» Exercise materials:
--*--
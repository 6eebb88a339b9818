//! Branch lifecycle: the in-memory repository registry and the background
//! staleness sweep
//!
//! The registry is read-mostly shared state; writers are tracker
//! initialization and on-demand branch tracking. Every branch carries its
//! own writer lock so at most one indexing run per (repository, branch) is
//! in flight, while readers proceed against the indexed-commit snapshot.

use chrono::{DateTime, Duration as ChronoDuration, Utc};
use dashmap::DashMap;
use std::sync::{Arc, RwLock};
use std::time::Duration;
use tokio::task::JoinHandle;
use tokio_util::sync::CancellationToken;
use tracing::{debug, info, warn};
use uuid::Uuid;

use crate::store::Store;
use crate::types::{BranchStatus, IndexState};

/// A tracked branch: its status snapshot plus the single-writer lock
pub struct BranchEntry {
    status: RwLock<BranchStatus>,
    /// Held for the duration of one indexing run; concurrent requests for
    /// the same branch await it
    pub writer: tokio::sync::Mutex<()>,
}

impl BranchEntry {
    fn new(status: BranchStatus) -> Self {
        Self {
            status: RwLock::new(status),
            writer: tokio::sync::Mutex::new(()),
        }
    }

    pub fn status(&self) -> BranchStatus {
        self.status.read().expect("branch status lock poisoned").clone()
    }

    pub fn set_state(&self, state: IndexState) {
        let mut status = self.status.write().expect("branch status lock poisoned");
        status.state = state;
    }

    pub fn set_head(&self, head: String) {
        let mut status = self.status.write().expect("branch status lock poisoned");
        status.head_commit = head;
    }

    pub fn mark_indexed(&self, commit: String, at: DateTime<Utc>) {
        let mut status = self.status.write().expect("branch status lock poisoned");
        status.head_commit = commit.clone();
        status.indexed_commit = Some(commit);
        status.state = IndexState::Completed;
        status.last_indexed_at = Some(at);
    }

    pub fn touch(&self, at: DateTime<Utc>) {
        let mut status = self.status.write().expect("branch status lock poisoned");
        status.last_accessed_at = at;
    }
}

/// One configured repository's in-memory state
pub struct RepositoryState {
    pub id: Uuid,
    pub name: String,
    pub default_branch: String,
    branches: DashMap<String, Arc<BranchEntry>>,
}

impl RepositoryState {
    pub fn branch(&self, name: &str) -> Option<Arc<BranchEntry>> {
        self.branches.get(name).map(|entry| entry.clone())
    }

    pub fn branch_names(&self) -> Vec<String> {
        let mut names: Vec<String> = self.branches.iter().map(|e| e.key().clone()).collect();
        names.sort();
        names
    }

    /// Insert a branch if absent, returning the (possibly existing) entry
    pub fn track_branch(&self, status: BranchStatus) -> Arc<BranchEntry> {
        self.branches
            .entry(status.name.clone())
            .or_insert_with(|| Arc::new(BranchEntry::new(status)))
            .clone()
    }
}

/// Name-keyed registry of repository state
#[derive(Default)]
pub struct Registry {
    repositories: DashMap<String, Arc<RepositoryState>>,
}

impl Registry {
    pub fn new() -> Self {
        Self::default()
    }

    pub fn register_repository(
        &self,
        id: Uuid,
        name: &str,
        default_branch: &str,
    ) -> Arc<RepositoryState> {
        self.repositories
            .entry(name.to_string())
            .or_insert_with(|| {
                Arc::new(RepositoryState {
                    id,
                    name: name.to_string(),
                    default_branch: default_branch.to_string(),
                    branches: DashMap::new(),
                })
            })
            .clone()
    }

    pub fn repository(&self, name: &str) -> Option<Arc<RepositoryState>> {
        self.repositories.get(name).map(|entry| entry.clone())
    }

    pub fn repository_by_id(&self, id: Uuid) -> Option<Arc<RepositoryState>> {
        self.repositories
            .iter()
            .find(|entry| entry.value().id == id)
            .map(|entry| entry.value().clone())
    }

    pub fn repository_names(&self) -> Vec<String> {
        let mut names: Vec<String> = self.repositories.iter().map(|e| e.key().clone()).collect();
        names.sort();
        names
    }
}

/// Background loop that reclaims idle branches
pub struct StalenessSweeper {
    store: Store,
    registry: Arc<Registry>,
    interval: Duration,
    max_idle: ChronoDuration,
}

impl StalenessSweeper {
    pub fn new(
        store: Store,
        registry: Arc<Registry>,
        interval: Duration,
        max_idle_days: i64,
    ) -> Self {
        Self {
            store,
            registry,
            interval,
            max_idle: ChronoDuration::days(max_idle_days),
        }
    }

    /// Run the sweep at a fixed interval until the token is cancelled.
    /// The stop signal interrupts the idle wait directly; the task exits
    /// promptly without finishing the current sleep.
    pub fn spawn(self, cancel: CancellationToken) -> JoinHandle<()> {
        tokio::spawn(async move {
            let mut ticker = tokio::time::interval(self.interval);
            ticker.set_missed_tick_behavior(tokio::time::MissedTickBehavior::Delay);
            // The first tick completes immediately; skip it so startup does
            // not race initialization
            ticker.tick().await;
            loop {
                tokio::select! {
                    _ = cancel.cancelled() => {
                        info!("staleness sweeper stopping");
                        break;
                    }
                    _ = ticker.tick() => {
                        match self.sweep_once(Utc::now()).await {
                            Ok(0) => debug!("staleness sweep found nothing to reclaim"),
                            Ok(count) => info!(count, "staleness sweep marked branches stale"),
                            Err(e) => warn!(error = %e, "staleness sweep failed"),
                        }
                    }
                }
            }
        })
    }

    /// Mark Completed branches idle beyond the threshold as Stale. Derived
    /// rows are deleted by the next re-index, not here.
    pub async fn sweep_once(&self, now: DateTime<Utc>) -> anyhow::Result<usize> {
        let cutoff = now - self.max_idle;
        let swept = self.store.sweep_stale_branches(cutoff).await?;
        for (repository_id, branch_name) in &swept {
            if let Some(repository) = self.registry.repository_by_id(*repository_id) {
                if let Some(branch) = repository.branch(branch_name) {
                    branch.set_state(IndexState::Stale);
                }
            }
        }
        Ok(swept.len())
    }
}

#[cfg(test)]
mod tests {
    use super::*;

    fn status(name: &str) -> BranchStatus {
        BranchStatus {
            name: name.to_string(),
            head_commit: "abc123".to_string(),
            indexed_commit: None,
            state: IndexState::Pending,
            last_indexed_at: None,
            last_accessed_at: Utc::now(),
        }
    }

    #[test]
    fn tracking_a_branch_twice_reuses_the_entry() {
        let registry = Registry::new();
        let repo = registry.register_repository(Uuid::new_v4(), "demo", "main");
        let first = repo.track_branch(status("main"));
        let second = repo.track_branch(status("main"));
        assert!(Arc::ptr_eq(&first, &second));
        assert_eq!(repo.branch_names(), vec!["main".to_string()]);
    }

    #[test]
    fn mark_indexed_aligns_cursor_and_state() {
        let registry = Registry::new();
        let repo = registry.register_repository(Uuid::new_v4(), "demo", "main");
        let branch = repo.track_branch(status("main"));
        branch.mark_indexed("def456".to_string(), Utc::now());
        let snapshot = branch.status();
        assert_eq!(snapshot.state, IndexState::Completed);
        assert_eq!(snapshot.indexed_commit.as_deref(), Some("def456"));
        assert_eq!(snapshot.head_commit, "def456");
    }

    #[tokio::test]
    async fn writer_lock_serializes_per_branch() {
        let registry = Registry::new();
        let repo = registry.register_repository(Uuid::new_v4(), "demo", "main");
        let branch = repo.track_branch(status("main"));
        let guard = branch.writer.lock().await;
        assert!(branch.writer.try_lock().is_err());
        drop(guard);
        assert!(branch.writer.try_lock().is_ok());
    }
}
--*--
» About this exercise: Give back every record exactly.

» Answer space:
repository 6eebb88a339b9818
//! Branch lifecycle: the in-memory repository registry and the background
//! staleness sweep
//!
//! The registry is read-mostly shared state; writers are tracker
//! initialization and on-demand branch tracking. Every branch carries its
//! own writer lock so at most one indexing run per (repository, branch) is
//! in flight, while readers proceed against the indexed-commit snapshot.

use chrono::{DateTime, Duration as ChronoDuration, Utc};
use dashmap::DashMap;
use std::sync::{Arc, RwLock};
use std::time::Duration;
use tokio::task::JoinHandle;
use tokio_util::sync::CancellationToken;
use tracing::{debug, info, warn};
use uuid::Uuid;

use crate::store::Store;
use crate::types::{BranchStatus, IndexState};

/// A tracked branch: its status snapshot plus the single-writer lock
pub struct BranchEntry {
    status: RwLock<BranchStatus>,
    /// Held for the duration of one indexing run; concurrent requests for
    /// the same branch await it
    pub writer: tokio::sync::Mutex<()>,
}

impl BranchEntry {
    fn new(status: BranchStatus) -> Self {
        Self {
            status: RwLock::new(status),
            writer: tokio::sync::Mutex::new(()),
        }
    }

    pub fn status(&self) -> BranchStatus {
        self.status.read().expect("branch status lock poisoned").clone()
    }

    pub fn set_state(&self, state: IndexState) {
        let mut status = self.status.write().expect("branch status lock poisoned");
        status.state = state;
    }

    pub fn set_head(&self, head: String) {
        let mut status = self.status.write().expect("branch status lock poisoned");
        status.head_commit = head;
    }

    pub fn mark_indexed(&self, commit: String, at: DateTime<Utc>) {
        let mut status = self.status.write().expect("branch status lock poisoned");
        status.head_commit = commit.clone();
        status.indexed_commit = Some(commit);
        status.state = IndexState::Completed;
        status.last_indexed_at = Some(at);
    }

    pub fn touch(&self, at: DateTime<Utc>) {
        let mut status = self.status.write().expect("branch status lock poisoned");
        status.last_accessed_at = at;
    }
}

/// One configured repository's in-memory state
pub struct RepositoryState {
    pub id: Uuid,
    pub name: String,
    pub default_branch: String,
    branches: DashMap<String, Arc<BranchEntry>>,
}

impl RepositoryState {
    pub fn branch(&self, name: &str) -> Option<Arc<BranchEntry>> {
        self.branches.get(name).map(|entry| entry.clone())
    }

    pub fn branch_names(&self) -> Vec<String> {
        let mut names: Vec<String> = self.branches.iter().map(|e| e.key().clone()).collect();
        names.sort();
        names
    }

    /// Insert a branch if absent, returning the (possibly existing) entry
    pub fn track_branch(&self, status: BranchStatus) -> Arc<BranchEntry> {
        self.branches
            .entry(status.name.clone())
            .or_insert_with(|| Arc::new(BranchEntry::new(status)))
            .clone()
    }
}

/// Name-keyed registry of repository state
#[derive(Default)]
pub struct Registry {
    repositories: DashMap<String, Arc<RepositoryState>>,
}

impl Registry {
    pub fn new() -> Self {
        Self::default()
    }

    pub fn register_repository(
        &self,
        id: Uuid,
        name: &str,
        default_branch: &str,
    ) -> Arc<RepositoryState> {
        self.repositories
            .entry(name.to_string())
            .or_insert_with(|| {
                Arc::new(RepositoryState {
                    id,
                    name: name.to_string(),
                    default_branch: default_branch.to_string(),
                    branches: DashMap::new(),
                })
            })
            .clone()
    }

    pub fn repository(&self, name: &str) -> Option<Arc<RepositoryState>> {
        self.repositories.get(name).map(|entry| entry.clone())
    }

    pub fn repository_by_id(&self, id: Uuid) -> Option<Arc<RepositoryState>> {
        self.repositories
            .iter()
            .find(|entry| entry.value().id == id)
            .map(|entry| entry.value().clone())
    }

    pub fn repository_names(&self) -> Vec<String> {
        let mut names: Vec<String> = self.repositories.iter().map(|e| e.key().clone()).collect();
        names.sort();
        names
    }
}

/// Background loop that reclaims idle branches
pub struct StalenessSweeper {
    store: Store,
    registry: Arc<Registry>,
    interval: Duration,
    max_idle: ChronoDuration,
}

impl StalenessSweeper {
    pub fn new(
        store: Store,
        registry: Arc<Registry>,
        interval: Duration,
        max_idle_days: i64,
    ) -> Self {
        Self {
            store,
            registry,
            interval,
            max_idle: ChronoDuration::days(max_idle_days),
        }
    }

    /// Run the sweep at a fixed interval until the token is cancelled.
    /// The stop signal interrupts the idle wait directly; the task exits
    /// promptly without finishing the current sleep.
    pub fn spawn(self, cancel: CancellationToken) -> JoinHandle<()> {
        tokio::spawn(async move {
            let mut ticker = tokio::time::interval(self.interval);
            ticker.set_missed_tick_behavior(tokio::time::MissedTickBehavior::Delay);
            // The first tick completes immediately; skip it so startup does
            // not race initialization
            ticker.tick().await;
            loop {
                tokio::select! {
                    _ = cancel.cancelled() => {
                        info!("staleness sweeper stopping");
                        break;
                    }
                    _ = ticker.tick() => {
                        match self.sweep_once(Utc::now()).await {
                            Ok(0) => debug!("staleness sweep found nothing to reclaim"),
                            Ok(count) => info!(count, "staleness sweep marked branches stale"),
                            Err(e) => warn!(error = %e, "staleness sweep failed"),
                        }
                    }
                }
            }
        })
    }

    /// Mark Completed branches idle beyond the threshold as Stale. Derived
    /// rows are deleted by the next re-index, not here.
    pub async fn sweep_once(&self, now: DateTime<Utc>) -> anyhow::Result<usize> {
        let cutoff = now - self.max_idle;
        let swept = self.store.sweep_stale_branches(cutoff).await?;
        for (repository_id, branch_name) in &swept {
            if let Some(repository) = self.registry.repository_by_id(*repository_id) {
                if let Some(branch) = repository.branch(branch_name) {
                    branch.set_state(IndexState::Stale);
                }
            }
        }
        Ok(swept.len())
    }
}

#[cfg(test)]
mod tests {
    use super::*;

    fn status(name: &str) -> BranchStatus {
        BranchStatus {
            name: name.to_string(),
            head_commit: "abc123".to_string(),
            indexed_commit: None,
            state: IndexState::Pending,
            last_indexed_at: None,
            last_accessed_at: Utc::now(),
        }
    }

    #[test]
    fn tracking_a_branch_twice_reuses_the_entry() {
        let registry = Registry::new();
        let repo = registry.register_repository(Uuid::new_v4(), "demo", "main");
        let first = repo.track_branch(status("main"));
        let second = repo.track_branch(status("main"));
        assert!(Arc::ptr_eq(&first, &second));
        assert_eq!(repo.branch_names(), vec!["main".to_string()]);
    }

    #[test]
    fn mark_indexed_aligns_cursor_and_state() {
        let registry = Registry::new();
        let repo = registry.register_repository(Uuid::new_v4(), "demo", "main");
        let branch = repo.track_branch(status("main"));
        branch.mark_indexed("def456".to_string(), Utc::now());
        let snapshot = branch.status();
        assert_eq!(snapshot.state, IndexState::Completed);
        assert_eq!(snapshot.indexed_commit.as_deref(), Some("def456"));
        assert_eq!(snapshot.head_commit, "def456");
    }

    #[tokio::test]
    async fn writer_lock_serializes_per_branch() {
        let registry = Registry::new();
        let repo = registry.register_repository(Uuid::new_v4(), "demo", "main");
        let branch = repo.track_branch(status("main"));
        let guard = branch.writer.lock().await;
        assert!(branch.writer.try_lock().is_err());
        drop(guard);
        assert!(branch.writer.try_lock().is_ok());
    }
}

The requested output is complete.